■ Data provided:
== == ==
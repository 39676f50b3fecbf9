//! Sending commands and waiting for the prompt.

use crate::error::{BridgeError, BridgeResult};
use crate::prompt::PromptWaiter;
use crate::session::SessionManager;
use std::time::Duration;
use tracing::debug;

/// Ctrl-C: interrupts the running program on a MicroPython REPL.
pub const CTRL_C: char = '\u{3}';

/// Ctrl-D: soft reboot on a MicroPython REPL.
pub const CTRL_D: char = '\u{4}';

impl SessionManager {
    /// Write `text` as UTF-8 and record it in the sent log.
    ///
    /// Does nothing when no writer is held. Does not wait for a reply; use
    /// [`wait_for_prompt`](Self::wait_for_prompt) for that. A write still in
    /// flight when [`close`](Self::close) runs is abandoned with
    /// [`BridgeError::SessionClosed`].
    pub async fn send(&self, text: &str) -> BridgeResult<()> {
        let mut closes = self.closes.subscribe();
        let Some(slot) = self.writer_slot().await else {
            debug!("send ignored, no writer held");
            return Ok(());
        };

        let mut held = tokio::select! {
            biased;
            _ = closes.changed() => return Err(BridgeError::SessionClosed),
            held = slot.lock() => held,
        };
        let Some(writer) = held.as_mut() else {
            debug!("send ignored, writer already released");
            return Ok(());
        };

        // Cleared before the write so a reply racing the write's completion is not lost.
        let was_acknowledged = self.signal.is_acknowledged();
        self.signal.clear();

        let written = tokio::select! {
            biased;
            _ = closes.changed() => None,
            result = writer.write(text.as_bytes()) => Some(result),
        };

        match written {
            Some(Ok(())) => {
                debug!(bytes = text.len(), "sent");
                self.logs.sent.append(text);
                Ok(())
            }
            Some(Err(e)) => {
                if was_acknowledged {
                    self.signal.acknowledge();
                }
                self.logs
                    .diagnostic(format!("Failed to write to the serial port: {e}\n"));
                Err(BridgeError::WriteFault(e))
            }
            None => {
                if was_acknowledged {
                    self.signal.acknowledge();
                }
                debug!("write abandoned, session closed");
                Err(BridgeError::SessionClosed)
            }
        }
    }

    /// Send each line followed by the line terminator, waiting for the prompt
    /// after every one. Stops at the first failure.
    pub async fn send_batch<I, S>(&self, lines: I) -> BridgeResult<()>
    where
        I: IntoIterator<Item = S>,
        S: AsRef<str>,
    {
        for line in lines {
            let line = format!("{}{}", line.as_ref(), self.settings.line_terminator);
            self.send(&line).await?;
            self.wait_for_prompt().await?;
        }
        Ok(())
    }

    /// Send Ctrl-C then Ctrl-D without waiting for anything.
    pub async fn soft_reset(&self) -> BridgeResult<()> {
        self.send(&CTRL_C.to_string()).await?;
        self.send(&CTRL_D.to_string()).await
    }

    /// Wait until the device has printed its prompt since the last write.
    ///
    /// Fails with [`BridgeError::PromptTimeout`] after the configured timeout.
    /// Ends early with [`BridgeError::SessionClosed`] if the session is closed
    /// while waiting.
    pub async fn wait_for_prompt(&self) -> BridgeResult<()> {
        self.wait_with(self.waiter).await
    }

    /// [`wait_for_prompt`](Self::wait_for_prompt) with a one-off timeout.
    pub async fn wait_for_prompt_with(&self, timeout: Duration) -> BridgeResult<()> {
        let mut waiter = self.waiter;
        waiter.timeout = timeout;
        self.wait_with(waiter).await
    }

    async fn wait_with(&self, waiter: PromptWaiter) -> BridgeResult<()> {
        let mut closes = self.closes.subscribe();
        tokio::select! {
            biased;
            result = waiter.wait(&self.signal) => result,
            _ = closes.changed() => {
                debug!("prompt wait ended by close");
                Err(BridgeError::SessionClosed)
            }
        }
    }
}
//! Errors raised while loading, validating or saving configuration.

use std::path::PathBuf;
use thiserror::Error;

/// Direction of a failed file operation.
#[derive(Debug, Clone, Copy, PartialEq, Eq)]
pub enum FileAction {
    Read,
    Write,
}

impl std::fmt::Display for FileAction {
    fn fmt(&self, f: &mut std::fmt::Formatter<'_>) -> std::fmt::Result {
        match self {
            Self::Read => write!(f, "read"),
            Self::Write => write!(f, "write"),
        }
    }
}

#[derive(Debug, Error)]
pub enum ConfigError {
    /// An explicitly requested config file does not exist.
    #[error("Configuration file not found: {}", .0.display())]
    NotFound(PathBuf),

    #[error("Failed to {action} configuration file '{}': {source}", .path.display())]
    File {
        action: FileAction,
        path: PathBuf,
        #[source]
        source: std::io::Error,
    },

    #[error("Failed to parse configuration: {0}")]
    Parse(#[from] toml::de::Error),

    #[error("Failed to serialize configuration: {0}")]
    Serialize(#[from] toml::ser::Error),

    #[error("Invalid configuration value for '{key}': {message}")]
    Invalid { key: String, message: String },

    #[error("Failed to parse environment variable '{var}': {message}")]
    Env { var: String, message: String },

    /// Saving needs a path and the loader never resolved one.
    #[error("No configuration file path set")]
    NoPath,
}

impl ConfigError {
    pub fn validation(key: impl Into<String>, message: impl Into<String>) -> Self {
        Self::Invalid {
            key: key.into(),
            message: message.into(),
        }
    }

    pub fn env_parse(var: impl Into<String>, message: impl Into<String>) -> Self {
        Self::Env {
            var: var.into(),
            message: message.into(),
        }
    }

    pub(crate) fn file(action: FileAction, path: impl Into<PathBuf>, source: std::io::Error) -> Self {
        Self::File {
            action,
            path: path.into(),
            source,
        }
    }
}

/// Result type for configuration operations.
pub type ConfigResult<T> = Result<T, ConfigError>;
== == ==
■ The problem: Read the lines above. Gather those in which the string "ignored" is found.

■ Answer to this exercise:
            debug!("send ignored, no writer held");
            debug!("send ignored, writer already released");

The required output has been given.